As soon as they were on their horses the guns limbered up, and all trotted off together.

After seeing such an opportunity lost, I was not surprised to hear that mounted cavalry never attacked infantry. We continued our march unmolested. On the road I got into conversation with a sergeant of the signal corps. This signal corps is an institution peculiar to the American armies. On marches and during battles, high and commanding positions are occupied by squadrons of this corps, who communicate with each other by flags, on the old semaphore system, and report all important communications to their generals. The

corps was found very useful last year, and has been much increased

since. When Jackson was forcing the surrender of Harper's Ferry he was able to communicate from the Virginia heights with M'Laws, who was on the Maryland heights, by means of two posts of the signal corps; whilst, if he had been obliged to send couriers, they would have had to make a detour of twenty-five miles.
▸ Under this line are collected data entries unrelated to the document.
//! Parsing of the derive input.

// -----------------------------------------------------------------------------
// Modules

mod attributes;
mod reflect_derive;
mod reflect_enum;
mod reflect_meta;
mod reflect_struct;

// -----------------------------------------------------------------------------
// Internal API

pub(crate) use attributes::{FieldAttributes, TypeAttributes};

pub(crate) use reflect_derive::ReflectDerive;
pub(crate) use reflect_enum::{EnumVariant, ReflectEnum, VariantShape};
pub(crate) use reflect_meta::ReflectMeta;
pub(crate) use reflect_struct::{ReflectStruct, StructField};
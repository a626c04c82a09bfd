use fsv_reflect::Reflect;
use fsv_reflect::info::TypeInfo;
use fsv_reflect::ops::{ReflectMut, ReflectRef};

use super::SerializerStrategy;
use super::reflective::kind_mismatch;
use crate::codec::{read_len, write_len};
use crate::engine::{DeserializeDriver, SerializeDriver};
use crate::error::{Error, Result};

/// Fixed-size arrays: `<i32 count>` and the elements in order.
///
/// The count must match the array length when reading.
#[derive(Debug, Clone, Copy, Default)]
pub struct ArrayStrategy;

impl SerializerStrategy for ArrayStrategy {
    #[inline]
    fn handles(&self, info: &'static TypeInfo) -> bool {
        matches!(info, TypeInfo::Array(_))
    }

    fn serialize(&self, value: &dyn Reflect, driver: &mut SerializeDriver) -> Result<()> {
        let ReflectRef::Array(array) = value.reflect_ref() else {
            return Err(kind_mismatch("an array", value));
        };
        write_len(driver.writer(), array.len())?;
        for item in array.iter() {
            driver.serialize_value(item)?;
        }
        Ok(())
    }

    fn deserialize(&self, target: &mut dyn Reflect, driver: &mut DeserializeDriver) -> Result<()> {
        let type_path = target.reflect_type_path();
        let ReflectMut::Array(array) = target.reflect_mut() else {
            return Err(kind_mismatch("an array", target));
        };
        let len = read_len(driver.reader())?;
        let expected = array.len();
        let mismatch = |found| Error::LengthMismatch {
            type_path,
            expected,
            found,
        };
        if len != expected {
            return Err(mismatch(len));
        }
        for index in 0..len {
            let item = array.get_mut(index).ok_or_else(|| mismatch(index))?;
            driver.deserialize_value(item)?;
        }
        Ok(())
    }
}
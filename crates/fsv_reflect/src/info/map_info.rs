use core::any::TypeId;

use crate::info::{Type, TypeInfo, TypePath, Typed, impl_type_fn};
use crate::ops::Map;

/// Static information of a key-value container, such as `HashMap<K, V>`.
#[derive(Clone, Debug)]
pub struct MapInfo {
    ty: Type,
    key_id: TypeId,
    key_info: fn() -> &'static TypeInfo,
    value_id: TypeId,
    value_info: fn() -> &'static TypeInfo,
}

impl MapInfo {
    impl_type_fn!(ty);

    #[inline]
    pub const fn new<TMap: Map + TypePath, TKey: Typed, TValue: Typed>() -> Self {
        Self {
            ty: Type::of::<TMap>(),
            key_id: TypeId::of::<TKey>(),
            key_info: TKey::type_info,
            value_id: TypeId::of::<TValue>(),
            value_info: TValue::type_info,
        }
    }

    #[inline]
    pub const fn key_id(&self) -> TypeId {
        self.key_id
    }

    #[inline]
    pub fn key_info(&self) -> &'static TypeInfo {
        (self.key_info)()
    }

    #[inline]
    pub const fn value_id(&self) -> TypeId {
        self.value_id
    }

    #[inline]
    pub fn value_info(&self) -> &'static TypeInfo {
        (self.value_info)()
    }
}
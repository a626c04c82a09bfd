//! Static storage for type information.
//!
//! - [`NonGenericTypeInfoCell`]: a `OnceLock<TypeInfo>`, for non-generic types.
//! - [`GenericTypeInfoCell`] / [`GenericTypePathCell`]: for generic types.
//!   A `static` inside a generic function is shared by every instantiation,
//!   so these cells key their content by `TypeId`.

use core::any::{Any, TypeId};
use std::sync::{OnceLock, PoisonError, RwLock};

use fsv_utils::TypeIdMap;

use crate::info::TypeInfo;

mod sealed {
    use super::TypeInfo;

    pub trait TypedProperty: 'static {}

    impl TypedProperty for String {}
    impl TypedProperty for TypeInfo {}
}

use sealed::TypedProperty;

// -----------------------------------------------------------------------------
// NonGenericTypeCell

/// A lazily initialized static value of a non-generic type.
pub struct NonGenericTypeCell<T: TypedProperty>(OnceLock<T>);

/// Stores the [`TypeInfo`] of a non-generic type.
///
/// ```ignore
/// impl Typed for Foo {
///     fn type_info() -> &'static TypeInfo {
///         static CELL: NonGenericTypeInfoCell = NonGenericTypeInfoCell::new();
///         CELL.get_or_init(|| TypeInfo::Opaque(OpaqueInfo::new::<Self>()))
///     }
/// }
/// ```
pub type NonGenericTypeInfoCell = NonGenericTypeCell<TypeInfo>;

impl<T: TypedProperty> NonGenericTypeCell<T> {
    #[inline]
    pub const fn new() -> Self {
        Self(OnceLock::new())
    }

    #[inline]
    pub fn get_or_init(&self, f: impl FnOnce() -> T) -> &T {
        self.0.get_or_init(f)
    }
}

// -----------------------------------------------------------------------------
// GenericTypeCell

/// A static value per instantiation of a generic type.
///
/// Values are leaked once and live for the rest of the program.
pub struct GenericTypeCell<T: TypedProperty>(RwLock<TypeIdMap<&'static T>>);

/// Stores the [`TypeInfo`] of each instantiation of a generic type.
pub type GenericTypeInfoCell = GenericTypeCell<TypeInfo>;

/// Stores the type path (or name) of each instantiation of a generic type.
///
/// ```ignore
/// impl<T: TypePath> TypePath for Wrapper<T> {
///     fn type_path() -> &'static str {
///         static CELL: GenericTypePathCell = GenericTypePathCell::new();
///         CELL.get_or_insert::<Self>(|| concat(&["my::Wrapper<", T::type_path(), ">"]))
///     }
///     // ...
/// }
/// ```
pub type GenericTypePathCell = GenericTypeCell<String>;

impl<T: TypedProperty> GenericTypeCell<T> {
    #[inline]
    pub const fn new() -> Self {
        Self(RwLock::new(TypeIdMap::new()))
    }

    /// Returns the value of `G`, building it with `f` on first access.
    #[inline(always)]
    pub fn get_or_insert<G: Any + ?Sized>(&self, f: impl FnOnce() -> T) -> &T {
        self.get_or_insert_by_type_id(TypeId::of::<G>(), f)
    }

    // Not generic over `G`, keeps the instantiation count down.
    #[inline(never)]
    fn get_or_insert_by_type_id(&self, type_id: TypeId, f: impl FnOnce() -> T) -> &T {
        let cached = self
            .0
            .read()
            .unwrap_or_else(PoisonError::into_inner)
            .get(&type_id)
            .copied();

        match cached {
            Some(value) => value,
            // `f` runs without the lock: it may recurse into other cells.
            None => {
                let value = f();
                let leaked: &'static T = *self
                    .0
                    .write()
                    .unwrap_or_else(PoisonError::into_inner)
                    .get_or_insert(type_id, || Box::leak(Box::new(value)));
                leaked
            }
        }
    }
}
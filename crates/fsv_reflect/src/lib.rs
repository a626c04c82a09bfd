#![doc = include_str!("../README.md")]
#![cfg_attr(docsrs, feature(doc_cfg))]

// -----------------------------------------------------------------------------
// Extern Self

// Generated code names this crate `fsv_reflect`, inside the crate itself
// included.
extern crate self as fsv_reflect;

// -----------------------------------------------------------------------------
// Modules

mod reflection;

pub mod impls;
pub mod info;
pub mod ops;
pub mod registry;

// -----------------------------------------------------------------------------
// Top-Level exports

pub use fsv_reflect_derive as derive;
pub use reflection::Reflect;

#[cfg(test)]
mod tests {
    use core::any::TypeId;

    use crate::derive::Reflect;
    use crate::info::{FieldVisibility, TypePath, Typed, VariantKind};
    use crate::ops::{Enum, ReflectMut, ReflectRef, Shared, Struct};
    use crate::registry::{TypeRegistry, TypeTraitDefault};

    #[derive(Reflect, Default, Debug, PartialEq)]
    #[reflect(default)]
    struct Player {
        pub name: String,
        pub hp: i32,
        #[reflect(exclude)]
        pub cache: u8,
        #[reflect(include)]
        secret: u16,
        hidden: bool,
        #[reflect(ignore)]
        ignored: f64,
    }

    #[derive(Reflect, Default)]
    #[reflect(type_path = "game::Point")]
    struct Point(f32, f32);

    #[derive(Reflect, Default)]
    struct Wrapper<T> {
        pub inner: T,
    }

    #[derive(Reflect, Default, Debug, PartialEq)]
    enum Shape {
        #[default]
        Empty,
        Circle(f32),
        Rect {
            w: u32,
            h: u32,
        },
    }

    #[derive(Reflect, Default)]
    #[reflect(opaque, default)]
    struct MeshHandle(#[allow(dead_code)] u64);

    #[derive(Reflect, Default)]
    #[reflect(default)]
    struct Node {
        pub value: i32,
        pub next: Option<Shared<Node>>,
    }

    #[test]
    fn struct_info_records_visibility() {
        let info = Player::type_info().as_struct().unwrap();
        assert_eq!(info.field_names(), ["name", "hp", "cache", "secret", "hidden"]);

        let cache = info.field("cache").unwrap();
        assert!(cache.is_public() && cache.is_excluded());
        let secret = info.field("secret").unwrap();
        assert_eq!(secret.visibility(), FieldVisibility::Restricted);
        assert!(secret.is_included());
        assert!(info.field("ignored").is_none());
    }

    #[test]
    fn struct_access_by_name_and_index() {
        let mut player = Player {
            name: "kim".into(),
            ..Default::default()
        };
        assert_eq!(
            player.field("name").unwrap().downcast_ref::<String>().unwrap(),
            "kim"
        );
        *player.field_at_mut(1).unwrap().downcast_mut::<i32>().unwrap() = 9;
        assert_eq!(player.hp, 9);
        assert_eq!(player.name_at(4), Some("hidden"));
        assert_eq!(Struct::field_len(&player), 5);
    }

    #[test]
    fn type_paths() {
        assert_eq!(
            Player::type_path(),
            concat!(module_path!(), "::Player")
        );
        assert_eq!(Point::type_path(), "game::Point");
        assert_eq!(Point::type_ident(), "Point");
        assert_eq!(Point::module_path(), Some("game"));
        assert_eq!(
            Wrapper::<u8>::type_path(),
            concat!(module_path!(), "::Wrapper<u8>")
        );
        assert_eq!(Wrapper::<String>::type_name(), "Wrapper<String>");

        let point = Point::type_info().as_struct().unwrap();
        assert_eq!(point.field_names(), ["0", "1"]);
    }

    #[test]
    fn enum_reflection() {
        let info = Shape::type_info().as_enum().unwrap();
        assert_eq!(info.variant_len(), 3);
        assert!(!info.is_fieldless());
        assert_eq!(info.variant_at(2).unwrap().kind(), VariantKind::Struct);

        let mut shape = Shape::Rect { w: 2, h: 3 };
        assert_eq!(shape.variant_index(), 2);
        assert_eq!(shape.variant_name(), "Rect");
        assert_eq!(shape.field_at(1).unwrap().downcast_ref::<u32>(), Some(&3));
        assert!(shape.field_at(2).is_none());

        assert!(shape.set_variant_default(1));
        assert_eq!(shape, Shape::Circle(0.0));
        *shape.field_at_mut(0).unwrap().downcast_mut::<f32>().unwrap() = 1.5;
        assert_eq!(shape, Shape::Circle(1.5));
        assert!(!shape.set_variant_default(3));

        let value: &mut dyn crate::Reflect = &mut shape;
        assert!(matches!(value.reflect_mut(), ReflectMut::Enum(_)));
    }

    #[test]
    fn opaque_types_hide_fields() {
        use crate::info::ReflectKind;

        assert_eq!(MeshHandle::type_info().kind(), ReflectKind::Opaque);
        let handle = MeshHandle(3);
        let value: &dyn crate::Reflect = &handle;
        assert!(matches!(value.reflect_ref(), ReflectRef::Opaque(_)));

        let mut registry = TypeRegistry::empty();
        registry.register::<MeshHandle>();
        assert!(
            registry
                .get_type_trait::<TypeTraitDefault>(TypeId::of::<MeshHandle>())
                .is_some()
        );
    }

    #[test]
    fn recursive_types_register() {
        let mut registry = TypeRegistry::empty();
        registry.register::<Node>();
        assert!(registry.contains(TypeId::of::<Node>()));
        assert!(registry.contains(TypeId::of::<Shared<Node>>()));
        assert!(
            registry
                .get_type_trait::<TypeTraitDefault>(TypeId::of::<Node>())
                .is_some()
        );

        let node = Node::default();
        let value: &dyn crate::Reflect = &node;
        let ReflectRef::Struct(node_ref) = value.reflect_ref() else {
            panic!("not a struct");
        };
        assert_eq!(node_ref.field_len(), 2);
    }
}
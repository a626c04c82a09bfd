use core::any::TypeId;
use core::fmt;

use fsv_utils::TypeIdMap;

use crate::info::{Type, TypeInfo, Typed};
use crate::registry::{TypeRegistry, TypeTrait};

// -----------------------------------------------------------------------------
// TypeMeta

/// Runtime metadata of one registered type: its [`TypeInfo`] and a table of
/// [`TypeTrait`]s.
///
/// Usually generated by [`#[derive(Reflect)]`](crate::derive::Reflect)
/// through [`GetTypeMeta`].
///
/// # Example
///
/// ```
/// use fsv_reflect::registry::{FromType, TypeMeta, TypeTraitDefault};
///
/// let mut meta = TypeMeta::of::<String>();
/// meta.insert_trait::<TypeTraitDefault>(FromType::<String>::from_type());
///
/// let f = meta.get_trait::<TypeTraitDefault>().unwrap();
/// assert_eq!(f.default().take::<String>().unwrap(), "");
/// ```
pub struct TypeMeta {
    // Cached, reading it from `TypeInfo` matches on the kind.
    ty: &'static Type,
    type_info: &'static TypeInfo,
    trait_table: TypeIdMap<Box<dyn TypeTrait>>,
}

impl TypeMeta {
    /// Creates a `TypeMeta` of `T` without type traits.
    #[inline]
    pub fn of<T: Typed>() -> Self {
        let type_info = T::type_info();
        Self {
            ty: type_info.ty(),
            type_info,
            trait_table: TypeIdMap::new(),
        }
    }

    #[inline(always)]
    pub const fn type_info(&self) -> &'static TypeInfo {
        self.type_info
    }

    #[inline(always)]
    pub const fn ty(&self) -> &'static Type {
        self.ty
    }

    crate::info::impl_type_fn!();

    /// Inserts a type trait, replacing any previous one of the same type.
    #[inline]
    pub fn insert_trait<T: TypeTrait>(&mut self, data: T) {
        self.trait_table.insert(TypeId::of::<T>(), Box::new(data));
    }

    #[inline]
    pub fn get_trait<T: TypeTrait>(&self) -> Option<&T> {
        self.trait_table
            .get(&TypeId::of::<T>())
            .and_then(|t| t.downcast_ref::<T>())
    }

    #[inline]
    pub fn get_trait_mut<T: TypeTrait>(&mut self) -> Option<&mut T> {
        self.trait_table
            .get_mut(&TypeId::of::<T>())
            .and_then(|t| t.downcast_mut::<T>())
    }

    #[inline]
    pub fn has_trait<T: TypeTrait>(&self) -> bool {
        self.trait_table.contains(&TypeId::of::<T>())
    }

    #[inline]
    pub fn remove_trait<T: TypeTrait>(&mut self) -> bool {
        self.trait_table.remove(&TypeId::of::<T>()).is_some()
    }

    #[inline]
    pub fn trait_len(&self) -> usize {
        self.trait_table.len()
    }
}

impl Clone for TypeMeta {
    fn clone(&self) -> Self {
        let mut trait_table = TypeIdMap::new();
        for (id, data) in self.trait_table.iter() {
            trait_table.insert(*id, (**data).clone_type_trait());
        }
        Self {
            ty: self.ty,
            type_info: self.type_info,
            trait_table,
        }
    }
}

impl fmt::Debug for TypeMeta {
    fn fmt(&self, f: &mut fmt::Formatter<'_>) -> fmt::Result {
        f.debug_struct("TypeMeta")
            .field("type_path", &self.type_path())
            .field("kind", &self.type_info.kind())
            .field("trait_len", &self.trait_table.len())
            .finish()
    }
}

// -----------------------------------------------------------------------------
// GetTypeMeta

/// Provides the [`TypeMeta`] of a type and registers the types it depends
/// on.
///
/// Implemented by `#[derive(Reflect)]` and for the std types in
/// [`impls`](crate::impls).
pub trait GetTypeMeta: Typed {
    fn get_type_meta() -> TypeMeta;

    /// Registers the field, item or pointee types. Does nothing by default.
    #[inline(always)]
    fn register_dependencies(_registry: &mut TypeRegistry) {}
}

#[cfg(test)]
mod tests {
    use super::TypeMeta;
    use crate::registry::{FromType, TypeTraitDefault};

    #[test]
    fn clone_keeps_type_traits() {
        let mut meta = TypeMeta::of::<String>();
        meta.insert_trait::<TypeTraitDefault>(FromType::<String>::from_type());

        let copy = meta.clone();
        assert_eq!(copy.type_path(), meta.type_path());
        assert_eq!(copy.trait_len(), 1);
        let f = copy.get_trait::<TypeTraitDefault>().unwrap();
        assert_eq!(f.default().take::<String>().unwrap(), "");
    }
}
This year Lee and Ewell were in constant communication from Culpepper to Winchester, I forget whether by twenty-five or thirtyfive posts.

Sometimes they discover each other's alphabet. The Yankees did this just before the battle of Chancellorsville, but the Confederates found it out and changed their signals; so when the Yankees, having got to a Confederate post, telegraphed with the old alphabet to know where Lee and Jackson were, they got a wrong answer. Major Norris is the chief of this corps.

CHAPTER VIII.

We reached Culpepper Courthouse on the 24th of July; and as it was evident that the army would remain here inactive for some time, I "took the cars" to Richmond, where I spent ten days very agreeably.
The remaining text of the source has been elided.